Art. 15 – É assegurada a atenção integral à saúde do idoso, por intermédio do Sistema Único de Saúde – SUS, garantindo-lhe o acesso universal e igualitário, em conjunto articulado e contínuo das ações e serviços, para a prevenção, promoção, proteção e recuperação da saúde, incluindo a atenção especial às doenças que afetam preferencialmente os idosos.
§ 3.º - É vedada a discriminação do idoso nos planos de saúde pela cobrança de valores diferenciados em razão da idade. (grifamos)

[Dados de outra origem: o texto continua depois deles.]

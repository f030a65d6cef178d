//! Unique temporary filename generation.

use crate::error::Result;
use std::path::PathBuf;

/// mkstemp-style knobs for [`unique_filename`].
#[derive(Debug, Clone, Default)]
pub struct TempOptions {
    /// Directory to create the name in; system temp dir when unset.
    pub dir: Option<PathBuf>,
    pub prefix: Option<String>,
    pub suffix: Option<String>,
}

/// Returns a path that is guaranteed not to have existed at creation time.
///
/// The file is atomically created, then removed before returning, so only
/// the name survives. Removal is best-effort: if it fails, the caller still
/// gets a path that was unique when created. No exclusivity guarantee
/// outlives the call; a concurrent process may reuse the name.
pub fn unique_filename(options: &TempOptions) -> Result<PathBuf> {
    let mut builder = tempfile::Builder::new();
    if let Some(prefix) = &options.prefix {
        builder.prefix(prefix);
    }
    if let Some(suffix) = &options.suffix {
        builder.suffix(suffix);
    }

    let file = match &options.dir {
        Some(dir) => builder.tempfile_in(dir)?,
        None => builder.tempfile()?,
    };

    let path = file.path().to_path_buf();

    // Dropping the handle removes the file; removal errors are swallowed.
    drop(file);

    Ok(path)
}

#[cfg(test)]
mod tests {
    use super::*;
    use std::collections::HashSet;

    #[test]
    fn returns_distinct_nonexistent_paths() {
        let mut seen = HashSet::new();
        for _ in 0..20 {
            let path = unique_filename(&TempOptions::default()).unwrap();
            assert!(!path.exists());
            assert!(seen.insert(path));
        }
    }

    #[test]
    fn honors_prefix_and_suffix() {
        let options = TempOptions {
            dir: None,
            prefix: Some("geotestkit-".to_string()),
            suffix: Some(".tif".to_string()),
        };
        let path = unique_filename(&options).unwrap();
        let name = path.file_name().unwrap().to_string_lossy().into_owned();
        assert!(name.starts_with("geotestkit-"));
        assert!(name.ends_with(".tif"));
    }

    #[test]
    fn honors_directory() {
        let dir = tempfile::tempdir().unwrap();
        let options = TempOptions {
            dir: Some(dir.path().to_path_buf()),
            prefix: None,
            suffix: None,
        };
        let path = unique_filename(&options).unwrap();
        assert_eq!(path.parent().unwrap(), dir.path());
    }
}
//! Blocking HTTP fetching with optional authentication.
//!
//! Requests go through a [`Session`] that owns its own client and cookie jar,
//! so credentials established for one fetch never leak into another. Form
//! login follows the CMS convention: the login page sets a `csrftoken`
//! cookie, and the login form wants it echoed back as
//! `csrfmiddlewaretoken`.

use crate::error::{Error, Result};
use reqwest::blocking::Client;
use reqwest::cookie::{CookieStore, Jar};
use reqwest::Url;
use std::sync::Arc;

const VERSION: &str = env!("CARGO_PKG_VERSION");

/// Cookie set by the login page; its value is replayed in the login form.
const CSRF_COOKIE: &str = "csrftoken";

/// Result of running the form-login flow.
#[derive(Debug, Clone, Copy, PartialEq, Eq)]
pub enum LoginOutcome {
    Accepted,
    /// The login page set no `csrftoken` cookie. Recoverable: the caller
    /// decides whether to treat this as fatal.
    TokenMissing,
}

/// Result of a [`fetch_page`] call.
#[derive(Debug, Clone, PartialEq, Eq)]
pub enum FetchOutcome {
    /// Raw response body of the target URL.
    Page(Vec<u8>),
    /// Form login could not be attempted; no request was made to the target.
    LoginRejected { reason: String },
}

/// Optional authentication for [`fetch_page`].
///
/// With `login_url` set, the form-login flow runs first (using `username`
/// and `password`). With only `username` set, HTTP basic auth is used.
#[derive(Debug, Clone, Default)]
pub struct FetchOptions {
    pub username: Option<String>,
    pub password: Option<String>,
    pub login_url: Option<String>,
}

/// An HTTP session with its own cookie jar.
///
/// Basic-auth credentials, when present, are applied to every request the
/// session makes. Dropping the session discards all of its state.
pub struct Session {
    client: Client,
    jar: Arc<Jar>,
    basic_auth: Option<(String, String)>,
}

impl Session {
    pub fn new() -> Result<Self> {
        let jar = Arc::new(Jar::default());
        let client = Client::builder()
            .user_agent(format!("geotestkit/{}", VERSION))
            .cookie_provider(jar.clone())
            .build()?;

        Ok(Self {
            client,
            jar,
            basic_auth: None,
        })
    }

    /// Creates a session that sends HTTP basic auth with every request.
    pub fn with_basic_auth(username: &str, password: &str) -> Result<Self> {
        let mut session = Self::new()?;
        session.basic_auth = Some((username.to_string(), password.to_string()));
        Ok(session)
    }

    /// Runs the form-login flow against `login_url`.
    ///
    /// Fetches the login page to populate the cookie jar, then posts the
    /// login form with the CSRF token echoed back. The response body is the
    /// post-login redirect page and is discarded; the session keeps the
    /// authenticated cookies.
    pub fn login(&self, login_url: &str, username: &str, password: &str) -> Result<LoginOutcome> {
        log_status!("login", "Requesting login form from {}", login_url);
        let response = self
            .client
            .get(login_url)
            .send()
            .map_err(|e| Error::unreachable(login_url, e))?;

        let token = match self.cookie_value(response.url(), CSRF_COOKIE) {
            Some(token) => token,
            None => return Ok(LoginOutcome::TokenMissing),
        };

        let params = [
            ("username", username),
            ("password", password),
            ("this_is_the_login_form", "true"),
            ("csrfmiddlewaretoken", token.as_str()),
        ];

        self.client
            .post(login_url)
            .form(&params)
            .send()
            .map_err(|e| Error::unreachable(login_url, e))?;

        Ok(LoginOutcome::Accepted)
    }

    /// Fetches `url` and returns the raw response body.
    ///
    /// A non-success HTTP status fails with [`Error::RemoteFetch`]; a
    /// transport or name-resolution failure fails with
    /// [`Error::RemoteUnreachable`].
    pub fn fetch(&self, url: &str) -> Result<Vec<u8>> {
        let mut request = self.client.get(url);
        if let Some((username, password)) = &self.basic_auth {
            request = request.basic_auth(username, Some(password));
        }

        let response = request.send().map_err(|e| Error::unreachable(url, e))?;

        let status = response.status();
        if !status.is_success() {
            return Err(Error::RemoteFetch {
                status: status.as_u16(),
                url: url.to_string(),
            });
        }

        let body = response.bytes().map_err(|e| Error::unreachable(url, e))?;
        Ok(body.to_vec())
    }

    /// Reads a cookie value for `url` out of the session jar.
    fn cookie_value(&self, url: &Url, name: &str) -> Option<String> {
        let header = self.jar.cookies(url)?;
        let header = header.to_str().ok()?;
        header.split("; ").find_map(|pair| {
            let (key, value) = pair.split_once('=')?;
            (key == name).then(|| value.to_string())
        })
    }
}

/// Fetches `url`, optionally authenticating first.
///
/// The one-call convenience over [`Session`]: form login when
/// `options.login_url` is set, basic auth when only `options.username` is
/// set, anonymous otherwise. A login page that sets no `csrftoken` cookie
/// yields [`FetchOutcome::LoginRejected`] instead of an error.
pub fn fetch_page(url: &str, options: &FetchOptions) -> Result<FetchOutcome> {
    if let Some(login_url) = &options.login_url {
        let session = Session::new()?;
        let username = options.username.as_deref().unwrap_or("");
        let password = options.password.as_deref().unwrap_or("");

        match session.login(login_url, username, password)? {
            LoginOutcome::Accepted => {}
            LoginOutcome::TokenMissing => {
                return Ok(FetchOutcome::LoginRejected {
                    reason: "no csrftoken".to_string(),
                });
            }
        }

        return Ok(FetchOutcome::Page(session.fetch(url)?));
    }

    let session = match &options.username {
        Some(username) => {
            Session::with_basic_auth(username, options.password.as_deref().unwrap_or(""))?
        }
        None => Session::new()?,
    };

    Ok(FetchOutcome::Page(session.fetch(url)?))
}

#[cfg(test)]
mod tests {
    use super::*;

    #[test]
    fn fetch_options_default_is_anonymous() {
        let options = FetchOptions::default();
        assert!(options.username.is_none());
        assert!(options.password.is_none());
        assert!(options.login_url.is_none());
    }

    #[test]
    fn cookie_value_finds_named_cookie() {
        let session = Session::new().unwrap();
        let url = Url::parse("http://localhost/accounts/login/").unwrap();
        session
            .jar
            .add_cookie_str("sessionid=deadbeef; Path=/", &url);
        session
            .jar
            .add_cookie_str("csrftoken=abc123; Path=/", &url);

        assert_eq!(
            session.cookie_value(&url, "csrftoken").as_deref(),
            Some("abc123")
        );
        assert_eq!(session.cookie_value(&url, "missing"), None);
    }
}
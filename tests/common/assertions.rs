//! Custom assertion macros
//!
//! Checks on API responses with the body in the failure message.

/// Assert a response status and return the JSON body
#[macro_export]
macro_rules! assert_status {
    ($response:expr, $status:expr) => {{
        let response = &$response;
        assert_eq!(
            response.status, $status,
            "unexpected status, body: {:?}",
            response.body
        );
        &response.body
    }};
}

/// Assert an error response with the given status and message
#[macro_export]
macro_rules! assert_error {
    ($response:expr, $status:expr, $message:expr) => {{
        let response = &$response;
        assert_eq!(
            response.status, $status,
            "unexpected status, body: {:?}",
            response.body
        );
        assert_eq!(response.message(), $message);
        assert_eq!(response.body["status"], $status.as_u16());
    }};
}
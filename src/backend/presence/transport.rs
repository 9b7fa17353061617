/**
 * Realtime Transport Contract
 *
 * The presence registry never touches sockets or streams directly. It talks
 * to a `Transport`, which knows how to push one event to one connection or
 * to every connection. The production implementation is
 * `backend::realtime::hub::ConnectionHub`; tests substitute a recorder.
 *
 * All primitives are synchronous and non-blocking. A push is a local
 * enqueue onto a bounded buffer, never a network round-trip.
 */
use thiserror::Error;

use crate::shared::RealtimeEvent;

/// Why a single push could not be delivered
#[derive(Debug, Error, Clone, PartialEq, Eq)]
pub enum DeliveryError {
    /// No live connection with this id
    #[error("connection {0} is not attached")]
    UnknownConnection(String),

    /// The connection's outbound buffer is full
    #[error("outbound buffer for connection {0} is full")]
    Full(String),

    /// The connection's receiving side has gone away
    #[error("connection {0} is closed")]
    Closed(String),
}

/// Push primitives supplied by the transport layer
pub trait Transport: Send + Sync {
    /// Push `event` to exactly one connection
    fn send_to_connection(&self, connection_id: &str, event: RealtimeEvent) -> Result<(), DeliveryError>;

    /// Push `event` to every attached connection
    ///
    /// Returns the number of connections that accepted it.
    fn broadcast(&self, event: RealtimeEvent) -> usize;

    /// Stop accepting events for `connection_id`
    ///
    /// Events already queued are still delivered, then the stream ends.
    /// Closing an unknown connection is a no-op.
    fn close(&self, connection_id: &str);
}
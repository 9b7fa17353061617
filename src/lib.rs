//! duetchat - Main Library
//!
//! duetchat is a two-person direct-messaging backend built with Rust. Users
//! sign up, log in, edit their profile, disable or delete their account, and
//! exchange messages that are persisted first and then pushed live to the
//! recipient when they hold an open realtime connection.
//!
//! # Module Structure
//!
//! - **`shared`** - Types shared between the server and any client
//!   - Message and user payloads, realtime event envelopes
//!   - Error types
//!
//! - **`backend`** - Server-side code (only compiled with `ssr` feature)
//!   - Axum HTTP server and routes
//!   - Presence registry and message relay
//!   - Authentication, accounts, media upload
//!   - SQLite persistence
//!
//! # Feature Flags
//!
//! - **`ssr`** - Server build (enabled by default)
//!
//! # Usage
//!
//! ```rust,no_run
//! use duetchat::backend::server::{config::ServerConfig, init::create_app};
//!
//! # async fn example() -> Result<(), Box<dyn std::error::Error>> {
//! let config = ServerConfig::load()?;
//! let app = create_app(&config).await?;
//! // Serve `app` with axum::serve
//! # Ok(())
//! # }
//! ```
//!
//! # Thread Safety
//!
//! The presence registry and connection hub guard their maps with
//! `std::sync::Mutex` and never hold a lock across an `.await`. Everything
//! in `AppState` is cheap to clone and `Send + Sync`.

/// Shared types and data structures
pub mod shared;

/// Backend server-side code
#[cfg(feature = "ssr")]
pub mod backend;
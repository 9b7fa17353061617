//! Backend Error Module
//!
//! This module defines error types specific to the backend server.
//! These errors are used in HTTP handlers and can be converted to HTTP responses.
//!
//! # Architecture
//!
//! - **`types`** - Error type definitions and constructors
//! - **`conversion`** - `IntoResponse` implementation
//!
//! # Module Structure
//!
//! ```text
//! error/
//! ├── mod.rs        - Module exports and documentation
//! ├── types.rs      - Error type definitions
//! └── conversion.rs - Error conversion implementations
//! ```
//!
//! # HTTP Response Conversion
//!
//! Every `BackendError` renders as `{"message": ..., "status": ...}` with
//! the matching status code. Server-side failures are logged and reported
//! with a generic message.
//!
//! # Example
//!
//! ```rust,no_run
//! use duetchat::backend::error::BackendError;
//! use axum::Json;
//!
//! async fn handler() -> Result<Json<()>, BackendError> {
//!     Err(BackendError::bad_request("All fields are required"))
//! }
//! ```

/// Error type definitions
pub mod types;

/// Error conversion implementations
pub mod conversion;

pub use types::BackendError;
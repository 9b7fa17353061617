//! Send path shared by the HTTP handler and tests
//!
//! A message is written to the database first and only then handed to the
//! presence registry. A failed insert therefore never reaches the receiver,
//! and a failed push never undoes the insert.

use sqlx::SqlitePool;

use crate::backend::messaging::db::save_message;
use crate::backend::presence::{PresenceRegistry, RelayOutcome};
use crate::shared::Message;

/// Persist `message`, then push it to the receiver's live connection
pub async fn persist_and_relay(
    pool: &SqlitePool,
    presence: &PresenceRegistry,
    message: Message,
) -> Result<(Message, RelayOutcome), sqlx::Error> {
    save_message(pool, &message).await?;

    // The registry logs each outcome.
    let outcome = presence.relay_message(&message);
    Ok((message, outcome))
}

A combater atitudes discriminatórias, inclusive tipificando-as como crime, preceituam os artigos 43, inciso III, e 96, "caput", todos do mesmo Diploma Legal:
"Art. 43 – As medidas de proteção ao idoso são aplicáveis sempre que os direitos reconhecidos nesta Lei forem ameaçados ou violados:
III – Em razão de sua condição pessoal".
"Art. 96 – Discriminar pessoa idosa, impedindo ou dificultando seu acesso a operações bancárias, aos meios de transportes, ao direito de contratar ou por qualquer outro meio ou instrumento necessário ao exercício da cidadania, por motivo de idade:
Pena – reclusão de 6 (seis) meses a 1 (um) ano e multa". (grifamos)
Outro aspecto a ser analisado é que no contrato de seguro, a definição do valor do prêmio, envolve cálculos atuariais de modo a garantir a possibilidade de indenização do sinistro, bem como a obtenção de lucro.
As empresas de seguro fixam seus preços com base em cálculos atuariais que considera o valor médio pago pelos segurados da carteira e o tempo médio de pagamento de prêmios mensais, o que ocorre durante muitos anos e até mesmo décadas.
Posto isto, não há que se falar na possibilidade, nem permissibilidade de as Seguradores poderem alterar as condições unilateralmente de um contrato que tem caráter sucessivo, tampouco de rescindi-lo.
Razão pela qual a aplicação do artigo 801 – A do NCC nos contratos de seguro de visa se faz necessária para que, em caso de não recondução automática das apólices, as seguradores não possam alterar as condições anteriormente pactuadas, levando o consumidor a perdas e supressão de direitos anteriormente pactuados.
O presente Projeto de Lei é de iniciativa da Univida Seguro de Pessoas Litda, através de seu departamento jurídico.
Sala das Sessões, em 24 de novembro de 2010.